Ibovespa: Já que você que está bancando a saída dos gringos da Bolsa, lembre-se disso
O Ibovespa já acumula uma queda de 3,20% em outubro, considerando-se a diferença entre os 112.830 pontos com que fechou o pregão de ontem (25) e os 116.565 pontos da última sessão de setembro. Boa parte dessa baixa é causada pela forte saída de investidores estrangeiros e institucionais (como fundos de pensão) da Bolsa brasileira.
Para se ter uma ideia da velocidade com que os gringos e os institucionais estão reduzindo sua exposição a ativos de risco verde-amarelos, basta lembrar que, no acumulado de outubro até o dia 24 (últimos dados disponíveis), os estrangeiros já registram uma saída líquida (compras menos vendas de ações) de R$ 2,7 bilhões, firmando-se como a principal força vendedora do mercado. Já os institucionais somam uma saída líquida de R$ 1,4 bilhão no mesmo período.
- IPCA-15: A gasolina não é mais a ‘culpada’ pela alta da inflação? Analista Matheus Spiess comenta quais devem ser os efeitos da prévia para os mercados; Confira no Giro do Mercado clicando aqui.
Os motivos que afugentam essa turma da Bolsa são mais do que conhecidos: a possibilidade de lucrar com juros altos na renda fixa, um tipo de investimentos mais conservador e, portanto, mais seguro, num momento em que o cenário internacional é sacudido por incertezas geopolíticas, como a guerra da Ucrânia e uma possível escalada da guerra de Israel contra o Hamas, e econômicas, como a inflação alta que castiga diversos países.
Gringos dão adeus ao Ibovespa (com a sua ajuda)

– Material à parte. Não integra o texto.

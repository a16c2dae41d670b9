use std::{io, sync::Arc};

use crate::{Deserialize, Serialize};

type Header = u32;
const HEADER_SIZE: usize = size_of::<Header>();
const WORD_SIZE: usize = size_of::<u64>();
const FLOAT_SIZE: usize = size_of::<f32>();

const ERR_H: Header = 0;
const CONTROL_H: Header = 1;
const SNAPSHOT_H: Header = 2;
const UPDATE_H: Header = 3;

/// The payload data for the `Data` variant of the `Msg` enum.
#[derive(Debug, Clone, PartialEq)]
pub enum Payload {
    /// The head's broadcast of the authoritative parameters for a round.
    Snapshot {
        round: u64,
        step: u64,
        params: Arc<[f32]>,
    },
    /// A worker's local update computed against its shard.
    Update {
        round: u64,
        samples: u64,
        loss: f32,
        grad: Vec<f32>,
    },
}

/// The command for the `Control` variant of the `Msg` enum.
#[derive(Debug, Clone, PartialEq, Eq, serde::Serialize, serde::Deserialize)]
#[serde(rename_all = "snake_case")]
pub enum Command {
    Register { worker_id: usize },
    Disconnect,
}

/// The application layer message for the entire system.
#[derive(Debug, Clone, PartialEq)]
pub enum Msg {
    Control(Command),
    Data(Payload),
    Err(String),
}

impl Msg {
    /// A short name of the message kind, for logs and protocol errors.
    pub fn kind(&self) -> &'static str {
        match self {
            Msg::Control(Command::Register { .. }) => "control/register",
            Msg::Control(Command::Disconnect) => "control/disconnect",
            Msg::Data(Payload::Snapshot { .. }) => "data/snapshot",
            Msg::Data(Payload::Update { .. }) => "data/update",
            Msg::Err(_) => "err",
        }
    }

    fn invalid<T>(detail: impl Into<String>) -> io::Result<T> {
        Err(io::Error::new(io::ErrorKind::InvalidData, detail.into()))
    }
}

impl Serialize for Msg {
    fn serialize<'a>(&'a self, buf: &mut Vec<u8>) -> Option<&'a [u8]> {
        match self {
            Msg::Err(e) => {
                buf.extend_from_slice(&ERR_H.to_be_bytes());
                Some(e.as_bytes())
            }
            Msg::Control(cmd) => {
                buf.extend_from_slice(&CONTROL_H.to_be_bytes());

                // SAFETY: Serialize impl for `Command` is derived and not implemented
                //         by hand. Nor has a non string-key map inside.
                serde_json::to_writer(buf, cmd).unwrap();
                None
            }
            Msg::Data(Payload::Snapshot {
                round,
                step,
                params,
            }) => {
                buf.extend_from_slice(&SNAPSHOT_H.to_be_bytes());
                buf.extend_from_slice(&round.to_be_bytes());
                buf.extend_from_slice(&step.to_be_bytes());
                Some(bytemuck::cast_slice(&params[..]))
            }
            Msg::Data(Payload::Update {
                round,
                samples,
                loss,
                grad,
            }) => {
                buf.extend_from_slice(&UPDATE_H.to_be_bytes());
                buf.extend_from_slice(&round.to_be_bytes());
                buf.extend_from_slice(&samples.to_be_bytes());
                buf.extend_from_slice(&loss.to_ne_bytes());
                Some(bytemuck::cast_slice(&grad[..]))
            }
        }
    }
}

impl Deserialize for Msg {
    fn deserialize(buf: &[u8]) -> io::Result<Self> {
        if buf.len() < HEADER_SIZE {
            return Self::invalid(format!(
                "The given buffer is too small {}, must at least be {HEADER_SIZE} bytes",
                buf.len()
            ));
        }

        let (kind_buf, rest) = buf.split_at(HEADER_SIZE);
        let kind = Header::from_be_bytes([kind_buf[0], kind_buf[1], kind_buf[2], kind_buf[3]]);

        match kind {
            ERR_H => {
                let string = std::str::from_utf8(rest)
                    .map_err(|err| io::Error::new(io::ErrorKind::InvalidData, err))?;

                Ok(Self::Err(string.to_owned()))
            }
            CONTROL_H => {
                let cmd = serde_json::from_slice(rest)?;
                Ok(Self::Control(cmd))
            }
            SNAPSHOT_H => {
                let mut cursor = Cursor::new(rest);
                let round = cursor.word()?;
                let step = cursor.word()?;
                let params = cursor.floats()?;

                Ok(Self::Data(Payload::Snapshot {
                    round,
                    step,
                    params: params.into(),
                }))
            }
            UPDATE_H => {
                let mut cursor = Cursor::new(rest);
                let round = cursor.word()?;
                let samples = cursor.word()?;
                let loss = cursor.float()?;
                let grad = cursor.floats()?;

                Ok(Self::Data(Payload::Update {
                    round,
                    samples,
                    loss,
                    grad,
                }))
            }
            other => Self::invalid(format!("Received an invalid kind header {other}")),
        }
    }
}

/// Sequential reader over a frame body.
struct Cursor<'a> {
    rest: &'a [u8],
}

impl<'a> Cursor<'a> {
    fn new(rest: &'a [u8]) -> Self {
        Self { rest }
    }

    fn take(&mut self, n: usize) -> io::Result<&'a [u8]> {
        if self.rest.len() < n {
            return Msg::invalid(format!(
                "truncated data frame, needed {n} more bytes but got {}",
                self.rest.len()
            ));
        }

        let (head, tail) = self.rest.split_at(n);
        self.rest = tail;
        Ok(head)
    }

    fn word(&mut self) -> io::Result<u64> {
        let mut bytes = [0; WORD_SIZE];
        bytes.copy_from_slice(self.take(WORD_SIZE)?);
        Ok(u64::from_be_bytes(bytes))
    }

    fn float(&mut self) -> io::Result<f32> {
        let mut bytes = [0; FLOAT_SIZE];
        bytes.copy_from_slice(self.take(FLOAT_SIZE)?);
        Ok(f32::from_ne_bytes(bytes))
    }

    /// Consumes the remaining bytes as a list of floats.
    fn floats(&mut self) -> io::Result<Vec<f32>> {
        if self.rest.len() % FLOAT_SIZE != 0 {
            return Msg::invalid(format!(
                "float payload of {} bytes is not a multiple of {FLOAT_SIZE}",
                self.rest.len()
            ));
        }

        let nums = self
            .rest
            .chunks_exact(FLOAT_SIZE)
            .map(|c| f32::from_ne_bytes([c[0], c[1], c[2], c[3]]))
            .collect();

        self.rest = &[];
        Ok(nums)
    }
}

No caso dos gringos, a revoada parte da Bolsa brasileira para os Treasuries emitidos pelos Estados Unidos – um ativo que o mercado internacional convencionou ser o mais seguro do mundo, a despeito do crescente endividamento do governo americano, dos (tímidos) alertas de agências de classificação de risco e dos constantes riscos de shutdown, ou seja, da paralisação da máquina pública por falta de dinheiro.
Ainda assim, entre riscos e recompensas, os gringos preferem vender suas posições no mercado acionário brasileiro e investir esse dinheiro nos títulos americanos, à medida que o Federal Reserve aumenta os juros e sinaliza com novas altas. Entre março de 2022 e julho de 2023, o Banco Central americano elevou os juros básicos da faixa de 0,25% a 0,50% ao ano para o intervalo de 5,25% a 5,50%.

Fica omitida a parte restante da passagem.